━━━ DATA TO EXAMINE

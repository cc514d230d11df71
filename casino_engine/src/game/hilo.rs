//! Hi-lo against a single house-wide card.
//!
//! Every round compares a fresh card (drawn with replacement) with the
//! current card, then makes the fresh card current. Win streaks are tracked
//! per player and raise the higher/lower payout up to a 5x cap.

use serde::{Deserialize, Serialize};
use std::{collections::HashMap, str::FromStr};

use super::{entities::Card, errors::GameError};
use crate::{ledger::PlayerId, rng::RandomSource};

/// Streaks past this no longer raise the multiplier (1 + 0.1 * 40 = 5).
pub const STREAK_CAP: u32 = 40;
/// A correct tie pays this multiple of the wager.
pub const TIE_MULTIPLIER: i64 = 10;

#[derive(Clone, Copy, Debug, Deserialize, Eq, PartialEq, Serialize)]
#[serde(rename_all = "lowercase")]
pub enum Guess {
    Higher,
    Lower,
    Tie,
}

impl FromStr for Guess {
    type Err = GameError;

    fn from_str(s: &str) -> Result<Self, Self::Err> {
        match s.trim().to_ascii_lowercase().as_str() {
            "higher" => Ok(Self::Higher),
            "lower" => Ok(Self::Lower),
            "tie" => Ok(Self::Tie),
            _ => Err(GameError::InvalidSelection(format!("invalid guess: {s}"))),
        }
    }
}

impl Guess {
    pub fn is_correct(self, current: u8, next: u8) -> bool {
        match self {
            Self::Higher => next > current,
            Self::Lower => next < current,
            Self::Tie => next == current,
        }
    }
}

/// Net payout of a correct guess, excluding the returned stake.
///
/// For higher/lower, `k` ranks out of 12 satisfy the guess. When
/// `0 < k < 6` the base odds are `(12 - k) / k`, otherwise even money. The
/// streak multiplier is `(10 + min(streak, 40)) / 10`. Everything is kept in
/// integers and floored once at the end.
pub fn winning_payout(wager: i64, current: u8, guess: Guess, streak: u32) -> i64 {
    let k = match guess {
        Guess::Tie => return wager.saturating_mul(TIE_MULTIPLIER),
        Guess::Higher => 13 - i128::from(current),
        Guess::Lower => i128::from(current) - 1,
    };
    let wager = i128::from(wager);
    let boost = 10 + i128::from(streak.min(STREAK_CAP));

    let payout = if k > 0 && k < 6 {
        wager * (12 - k) * boost / (k * 10)
    } else {
        wager * boost / 10
    };
    payout.clamp(0, i128::from(i64::MAX)) as i64
}

#[derive(Clone, Debug, Deserialize, PartialEq, Serialize)]
pub struct HiLoOutcome {
    pub card_from: Card,
    pub card_to: Card,
    pub guess: Guess,
    pub won: bool,
    /// Streak after this round.
    pub streak: u32,
}

/// Current card plus per-player streaks, guarded together by the engine.
#[derive(Clone, Debug)]
pub struct HiLoTable {
    current: Card,
    streaks: HashMap<PlayerId, u32>,
}

impl HiLoTable {
    pub fn new(rng: &mut dyn RandomSource) -> Self {
        Self::with_card(Card::random(rng))
    }

    pub fn with_card(current: Card) -> Self {
        Self {
            current,
            streaks: HashMap::new(),
        }
    }

    pub fn current(&self) -> Card {
        self.current
    }

    pub fn streak(&self, player: PlayerId) -> u32 {
        self.streaks.get(&player).copied().unwrap_or(0)
    }

    /// Draw the next card, settle `guess` and advance the table.
    ///
    /// Returns the outcome and the gross return (stake plus payout on a
    /// win, 0 on a loss).
    pub fn play(
        &mut self,
        player: PlayerId,
        guess: Guess,
        wager: i64,
        rng: &mut dyn RandomSource,
    ) -> (HiLoOutcome, i64) {
        let card_from = self.current;
        let card_to = Card::random(rng);
        let streak = self.streak(player);

        let won = guess.is_correct(card_from.rank(), card_to.rank());
        let (returned, new_streak) = if won {
            let payout = winning_payout(wager, card_from.rank(), guess, streak);
            (wager.saturating_add(payout), streak.saturating_add(1))
        } else {
            (0, 0)
        };

        if new_streak == 0 {
            self.streaks.remove(&player);
        } else {
            self.streaks.insert(player, new_streak);
        }
        self.current = card_to;

        (
            HiLoOutcome {
                card_from,
                card_to,
                guess,
                won,
                streak: new_streak,
            },
            returned,
        )
    }
}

━━━━━━

# REQUIRED ACTION
State the count of lines above containing the string "GameError", and add nothing to it.

# TASK ANSWER
3